Most often the connection to the buss of the panel gets contaminated prior to installing the breakers and that dust or whatever doesnt allow a good contact surface with the breaker. Essentially a loose connection... Over time it developes an arching condition that generates more and more heat, further decreasing the resistive connenctions contact. That heat starts heating other breakers around it. As metals get hot, they oxidize, and this cycle continues... The bakelite on the breaker starts to deteriorate, and the breaker starts to fall apart.

Likewise the same thing can happen with the contacts inside the breaker itself...

And the same again with the lug of the breaker...

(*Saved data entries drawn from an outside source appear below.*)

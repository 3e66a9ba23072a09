// SPDX-License-Identifier: AGPL-3.0-or-later
// SPDX-FileCopyrightText: 2025 Jonathan D.A. Jewell
//! Errors raised while parsing channel strings

use thiserror::Error;

/// Channel parsing errors
#[derive(Debug, Clone, PartialEq, Eq, Error)]
pub enum ChannelError {
    /// Segment count outside 1..=3
    #[error("Invalid channel format: '{channel}' has {segments} segments, expected risk, track/risk, risk/branch or track/risk/branch")]
    InvalidFormat {
        /// The offending channel string
        channel: String,
        /// Number of `/`-separated segments found
        segments: usize,
    },

    /// Empty input or a `//` inside the channel
    #[error("Invalid channel format: '{channel}' contains an empty segment")]
    EmptySegment {
        /// The offending channel string
        channel: String,
    },
}

/// Result alias for channel operations
pub type Result<T> = std::result::Result<T, ChannelError>;

impl ChannelError {
    /// The channel string that failed to parse
    #[must_use]
    pub fn channel(&self) -> &str {
        match self {
            Self::InvalidFormat { channel, .. } | Self::EmptySegment { channel } => channel,
        }
    }
}
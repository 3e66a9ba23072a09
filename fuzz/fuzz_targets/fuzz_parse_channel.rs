// SPDX-License-Identifier: AGPL-3.0-or-later
// SPDX-FileCopyrightText: 2026 Jonathan D.A. Jewell
#![no_main]

use libfuzzer_sys::fuzz_target;
use snap_channels::channel::parse_channel;
use snap_channels::types::SortOptions;

fuzz_target!(|data: &str| {
    if let Ok(parsed) = parse_channel(data, &SortOptions::default()) {
        assert_eq!(parsed.to_shorthand(), data);
    }
});
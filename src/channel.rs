// SPDX-License-Identifier: AGPL-3.0-or-later
// SPDX-FileCopyrightText: 2025 Jonathan D.A. Jewell
//! Channel string parsing and formatting

use crate::error::{ChannelError, Result};
use crate::types::{ChannelFormat, ParsedChannel, Risk, SortOptions, NO_BRANCH};
use tracing::trace;

/// Parse a channel string in any of its shorthand forms
///
/// | input               | track    | risk  | branch  |
/// |---------------------|----------|-------|---------|
/// | `risk`              | default  | risk  | `_base` |
/// | `track/risk`        | track    | risk  | `_base` |
/// | `risk/branch`       | default  | risk  | branch  |
/// | `track/risk/branch` | track    | risk  | branch  |
///
/// A two-segment string is read as `risk/branch` whenever its first segment
/// is one of the fixed risk names, so a track named `beta` cannot be
/// expressed without a branch.
///
/// # Errors
///
/// Returns [`ChannelError::EmptySegment`] for empty input or empty segments
/// and [`ChannelError::InvalidFormat`] for more than three segments.
pub fn parse_channel(channel: &str, options: &SortOptions) -> Result<ParsedChannel> {
    let segments: Vec<&str> = channel.split('/').collect();

    if segments.len() > 3 {
        return Err(ChannelError::InvalidFormat {
            channel: channel.to_string(),
            segments: segments.len(),
        });
    }
    if segments.iter().any(|s| s.is_empty()) {
        return Err(ChannelError::EmptySegment {
            channel: channel.to_string(),
        });
    }

    let default_track = options.default_track();

    let parsed = match segments.as_slice() {
        [risk] => ParsedChannel {
            track: default_track.to_string(),
            risk: (*risk).to_string(),
            branch: NO_BRANCH.to_string(),
            format: ChannelFormat { track: false, risk: true, branch: false },
        },
        [first, second] if Risk::is_risk(first) => ParsedChannel {
            track: default_track.to_string(),
            risk: (*first).to_string(),
            branch: (*second).to_string(),
            format: ChannelFormat { track: false, risk: true, branch: true },
        },
        [track, risk] => ParsedChannel {
            track: (*track).to_string(),
            risk: (*risk).to_string(),
            branch: NO_BRANCH.to_string(),
            format: ChannelFormat { track: true, risk: true, branch: false },
        },
        [track, risk, branch] => ParsedChannel {
            track: (*track).to_string(),
            risk: (*risk).to_string(),
            branch: (*branch).to_string(),
            format: ChannelFormat { track: true, risk: true, branch: true },
        },
        _ => {
            return Err(ChannelError::InvalidFormat {
                channel: channel.to_string(),
                segments: segments.len(),
            })
        }
    };

    trace!("Parsed {} as {}/{}/{}", channel, parsed.track, parsed.risk, parsed.branch);
    Ok(parsed)
}

/// Parse every channel in `channels`, stopping at the first malformed one
///
/// # Errors
///
/// Propagates the first [`ChannelError`] from [`parse_channel`].
pub fn parse_channels<S: AsRef<str>>(channels: &[S], options: &SortOptions) -> Result<Vec<ParsedChannel>> {
    channels
        .iter()
        .map(|c| parse_channel(c.as_ref(), options))
        .collect()
}

/// Join track, risk and optional branch into `track/risk[/branch]`
///
/// An empty branch is treated as absent. This always writes the track, so it
/// is not the inverse of [`parse_channel`].
#[must_use]
pub fn get_channel_string(track: &str, risk: &str, branch: Option<&str>) -> String {
    match branch {
        Some(b) if !b.is_empty() => format!("{track}/{risk}/{b}"),
        _ => format!("{track}/{risk}"),
    }
}

#[cfg(test)]
mod tests {
    use super::*;

    fn parse(s: &str) -> ParsedChannel {
        parse_channel(s, &SortOptions::default()).unwrap()
    }

    #[test]
    fn test_risk_only() {
        let parsed = parse("stable");
        assert_eq!(parsed.track, "latest");
        assert_eq!(parsed.risk, "stable");
        assert_eq!(parsed.branch, "_base");
        assert_eq!(parsed.format, ChannelFormat { track: false, risk: true, branch: false });
    }

    #[test]
    fn test_track_risk() {
        let parsed = parse("test/stable");
        assert_eq!(parsed.track, "test");
        assert_eq!(parsed.risk, "stable");
        assert_eq!(parsed.branch, "_base");
        assert_eq!(parsed.format, ChannelFormat { track: true, risk: true, branch: false });
    }

    #[test]
    fn test_risk_branch() {
        let parsed = parse("stable/test");
        assert_eq!(parsed.track, "latest");
        assert_eq!(parsed.risk, "stable");
        assert_eq!(parsed.branch, "test");
        assert_eq!(parsed.format, ChannelFormat { track: false, risk: true, branch: true });
    }

    #[test]
    fn test_full_channel() {
        let parsed = parse("1.0/beta/hotfix-2");
        assert_eq!(parsed.track, "1.0");
        assert_eq!(parsed.risk, "beta");
        assert_eq!(parsed.branch, "hotfix-2");
        assert_eq!(parsed.format, ChannelFormat { track: true, risk: true, branch: true });
    }

    #[test]
    fn test_default_track_option() {
        let options = SortOptions::with_default_track("test");
        assert_eq!(parse_channel("stable", &options).unwrap().track, "test");
        assert_eq!(parse_channel("edge/fix", &options).unwrap().track, "test");
        assert_eq!(parse_channel("2.0/edge", &options).unwrap().track, "2.0");
    }

    #[test]
    fn test_malformed_channels() {
        let options = SortOptions::default();
        assert_eq!(
            parse_channel("a/b/c/d", &options),
            Err(ChannelError::InvalidFormat { channel: "a/b/c/d".into(), segments: 4 })
        );
        assert!(matches!(parse_channel("", &options), Err(ChannelError::EmptySegment { .. })));
        assert!(matches!(parse_channel("latest//stable", &options), Err(ChannelError::EmptySegment { .. })));
        assert!(matches!(parse_channel("stable/", &options), Err(ChannelError::EmptySegment { .. })));
    }

    #[test]
    fn test_shorthand_roundtrip() {
        for input in ["stable", "2.0/edge", "beta/fix", "2.0/beta/fix", "latest/stable"] {
            assert_eq!(parse(input).to_shorthand(), input);
        }
    }

    #[test]
    fn test_get_channel_string() {
        assert_eq!(get_channel_string("latest", "stable", None), "latest/stable");
        assert_eq!(get_channel_string("latest", "stable", Some("")), "latest/stable");
        assert_eq!(get_channel_string("2.0", "beta", Some("fix")), "2.0/beta/fix");
        assert_eq!(parse("beta/fix").full_name(), "latest/beta/fix");
    }
}
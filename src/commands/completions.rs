// SPDX-License-Identifier: AGPL-3.0-or-later
// SPDX-FileCopyrightText: 2025 Jonathan D.A. Jewell

use anyhow::Result;
use clap_complete::Shell;

pub fn run(shell: Shell, command: &mut clap::Command) -> Result<()> {
    let name = command.get_name().to_string();
    clap_complete::generate(shell, command, name, &mut std::io::stdout());
    Ok(())
}
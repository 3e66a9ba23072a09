// SPDX-License-Identifier: AGPL-3.0-or-later
// SPDX-FileCopyrightText: 2025 Jonathan D.A. Jewell
//! Sort command - print channels in display order

use crate::commands::{tree, ChannelInput};
use crate::tree::sort_channels;
use crate::types::SortOptions;
use anyhow::{Context, Result};
use tracing::info;

/// How `sort` prints its result
#[derive(Debug, Clone, Copy, PartialEq, Eq)]
pub enum OutputMode {
    /// One channel per line
    List,
    /// Indented track/risk/branch tree
    Tree,
    /// `{list, tree}` as JSON
    Json,
}

impl OutputMode {
    /// Parse mode from string
    pub fn from_name(s: &str) -> Option<Self> {
        match s.to_lowercase().as_str() {
            "list" | "ls" => Some(Self::List),
            "tree" => Some(Self::Tree),
            "json" => Some(Self::Json),
            _ => None,
        }
    }
}

/// Run the sort command
pub fn run(input: &ChannelInput, options: &SortOptions, mode: OutputMode, color: bool) -> Result<()> {
    let channels = input.read()?;
    info!("Sorting {} channels (default track: {})", channels.len(), options.default_track());

    let sorted = sort_channels(&channels, options).context("Failed to sort channels")?;

    match mode {
        OutputMode::List => {
            for channel in &sorted.list {
                println!("{channel}");
            }
        }
        OutputMode::Tree => print!("{}", tree::render(&sorted, color)),
        OutputMode::Json => println!("{}", sorted.to_json()?),
    }

    Ok(())
}
// SPDX-License-Identifier: AGPL-3.0-or-later
// SPDX-FileCopyrightText: 2025 Jonathan D.A. Jewell
//! Benchmarks for channel parsing and ordering

use criterion::{black_box, criterion_group, criterion_main, BenchmarkId, Criterion};
use snap_channels::channel::parse_channel;
use snap_channels::sort::sort_alpha_num;
use snap_channels::tree::sort_channels;
use snap_channels::types::SortOptions;

/// A channel map shaped like a busy snap: many tracks, a few branches each
fn channel_map(tracks: usize) -> Vec<String> {
    let mut channels = Vec::new();
    for t in 0..tracks {
        let track = if t % 3 == 0 { format!("feature-{t}") } else { format!("{}.{}", t / 10, t % 10) };
        for risk in ["stable", "candidate", "beta", "edge"] {
            channels.push(format!("{track}/{risk}"));
        }
        channels.push(format!("{track}/edge/fix-{t}"));
        channels.push(format!("{track}/beta/{t}.0.1"));
    }
    channels.push("stable".to_string());
    channels
}

fn bench_parse(c: &mut Criterion) {
    let options = SortOptions::default();
    c.bench_function("parse_channel", |b| {
        b.iter(|| {
            for channel in ["stable", "2.0/beta", "edge/fix", "2.0/beta/fix"] {
                black_box(parse_channel(black_box(channel), &options).ok());
            }
        });
    });
}

fn bench_sort_alpha_num(c: &mut Criterion) {
    let names: Vec<String> = (0..200)
        .map(|i| if i % 2 == 0 { format!("{}.{}.{}", i / 20, i % 20, i) } else { format!("track-{i}") })
        .collect();
    c.bench_function("sort_alpha_num_200", |b| {
        b.iter(|| sort_alpha_num(black_box(&names), Some("latest")));
    });
}

fn bench_sort_channels(c: &mut Criterion) {
    let options = SortOptions::default();
    let mut group = c.benchmark_group("sort_channels");
    for tracks in [10, 100, 500] {
        let channels = channel_map(tracks);
        group.bench_with_input(BenchmarkId::from_parameter(tracks), &channels, |b, channels| {
            b.iter(|| sort_channels(black_box(channels), &options));
        });
    }
    group.finish();
}

criterion_group!(benches, bench_parse, bench_sort_alpha_num, bench_sort_channels);
criterion_main!(benches);
// SPDX-License-Identifier: AGPL-3.0-or-later
// SPDX-FileCopyrightText: 2025 Jonathan D.A. Jewell
//
//! Command implementations

pub mod completions;
pub mod config;
pub mod export;
pub mod format;
pub mod parse;
pub mod sort;
pub mod tree;

use crate::config::Config;
use crate::types::SortOptions;
use anyhow::{Context, Result};
use std::io::{IsTerminal, Read};
use std::path::PathBuf;
use tracing::debug;

/// Where a command reads its channel strings from
#[derive(Debug, Clone, Default)]
pub struct ChannelInput {
    /// Channels given on the command line
    pub channels: Vec<String>,
    /// File with one or more channels per line
    pub file: Option<PathBuf>,
}

impl ChannelInput {
    /// Collect channels from arguments, then the file, then piped stdin
    ///
    /// # Errors
    ///
    /// Fails when the file or stdin cannot be read, or nothing was given.
    pub fn read(&self) -> Result<Vec<String>> {
        let channels: Vec<String> = if !self.channels.is_empty() {
            self.channels.iter().flat_map(|c| split_channels(c)).collect()
        } else if let Some(path) = &self.file {
            let content = std::fs::read_to_string(path)
                .with_context(|| format!("Failed to read {}", path.display()))?;
            split_channels(&content)
        } else if !std::io::stdin().is_terminal() {
            let mut content = String::new();
            std::io::stdin()
                .read_to_string(&mut content)
                .context("Failed to read channels from stdin")?;
            split_channels(&content)
        } else {
            Vec::new()
        };

        if channels.is_empty() {
            anyhow::bail!("No channels given. Pass them as arguments, with --file, or on stdin.");
        }

        debug!("Read {} channels", channels.len());
        Ok(channels)
    }
}

/// Split text into channel strings
///
/// Channels may be separated by whitespace, commas or newlines. Anything
/// after a `#` on a line is ignored.
#[must_use]
pub fn split_channels(text: &str) -> Vec<String> {
    text.lines()
        .map(|line| line.split('#').next().unwrap_or(""))
        .flat_map(|line| line.split(|c: char| c == ',' || c.is_whitespace()))
        .filter(|c| !c.is_empty())
        .map(String::from)
        .collect()
}

/// Sort options from the `--default-track` flag, else the config file
#[must_use]
pub fn sort_options(default_track: Option<String>, config: &Config) -> SortOptions {
    SortOptions {
        default_track: default_track.or_else(|| config.default_track.clone()),
    }
}

#[cfg(test)]
mod tests {
    use super::*;

    #[test]
    fn test_split_channels() {
        let text = "stable, 2.0/beta\n# comment\n\n  edge/fix  # trailing\nlatest/candidate";
        assert_eq!(
            split_channels(text),
            vec!["stable", "2.0/beta", "edge/fix", "latest/candidate"]
        );
    }

    #[test]
    fn test_flag_overrides_config() {
        let config = Config {
            default_track: Some("2.0".into()),
            ..Config::default()
        };
        assert_eq!(sort_options(None, &config).default_track(), "2.0");
        assert_eq!(sort_options(Some("3.0".into()), &config).default_track(), "3.0");
        assert_eq!(sort_options(None, &Config::default()).default_track(), "latest");
    }
}
// SPDX-License-Identifier: AGPL-3.0-or-later
// SPDX-FileCopyrightText: 2025 Jonathan D.A. Jewell
//! Parse command - break channel strings into track, risk and branch

use crate::channel::parse_channels;
use crate::commands::ChannelInput;
use crate::types::{ParsedChannel, SortOptions};
use anyhow::{Context, Result};

/// Run the parse command
pub fn run(input: &ChannelInput, options: &SortOptions, json: bool) -> Result<()> {
    let channels = input.read()?;
    let parsed = parse_channels(&channels, options).context("Failed to parse channels")?;

    if json {
        println!("{}", serde_json::to_string_pretty(&parsed)?);
        return Ok(());
    }

    for (input, channel) in channels.iter().zip(&parsed) {
        println!("{}", describe(input, channel));
    }

    Ok(())
}

/// One-line description of a parsed channel
#[must_use]
pub fn describe(input: &str, channel: &ParsedChannel) -> String {
    let mut given = Vec::new();
    if channel.format.track {
        given.push("track");
    }
    if channel.format.risk {
        given.push("risk");
    }
    if channel.format.branch {
        given.push("branch");
    }

    format!(
        "{}: track={} risk={} branch={} (given: {})",
        input,
        channel.track,
        channel.risk,
        channel.branch,
        given.join(", ")
    )
}
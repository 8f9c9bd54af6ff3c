//! Actuator drivers and device-only hardware bring-up.

pub mod valve;

#[cfg(target_os = "espidf")]
pub mod hw_init;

Then there is breaker failure. A high amp load or hard starting motor can degrade the breaker over time. Heating the breaker incrementaly until it eventually does the same thing - heats the bi-metal not enough to trip, but enough to oxidize and enough of that will hold the breaker shut. Then heat it more etc, etc.

A high AIC short on a breaker not rated for it will weld a breaker shut, and damage the breaker enough to have poor contact heat up, etc, etc...

A number of shorts on any breaker will damage the breaker enough to have poor contact heat up, etc, etc...

Salty air, foggy weather, disimular metal contact, poorly made equipment, you name it. Theres a few of us here that have done service work that have seen them all... Once saw one fill with roach eggs and bodies - hold much more than its rating for who knows how long....

I have seen some certain brands of breakers hold 50A on a 20A circuit for a long time and not trip..... (FPE, Zinsco, even SqD) They are not fool proof, if you want that we have to go back to fuses, and they have thier own draw-backs....

But if I were you, I would go inspect the situation yourself..... Check the buss work, and crack the breaker open. If it were the buss work the same thing is going to happen again. If it is pitted from arching or contaminated in any way failure is enevitable.


Mark Heller
"Well - I oughta....." -Jackie Gleason
#70347 10/03/06 09:44 PM
Joined: Apr 2006
Posts: 83
E
Member
I've also seen this in many different brands of breakers. The most common reason that I have seen besides faulty connections is that the circuit has been load to near max rating or in some cases may even be overloaded.

I recently found out that unless otherwise specified service switches, breakers and such are only rated for 80% loading. In other words a 15 amp circuit is only supposed to have a max 12.5 amp load.

I have run into this type of situation in both residential and commercial, however, commercial lighting loads tend to be a big culprit especially when track lighting is used. The ease of adding an extra couple of heads in a 120V track system, can really cause issues on the circuits.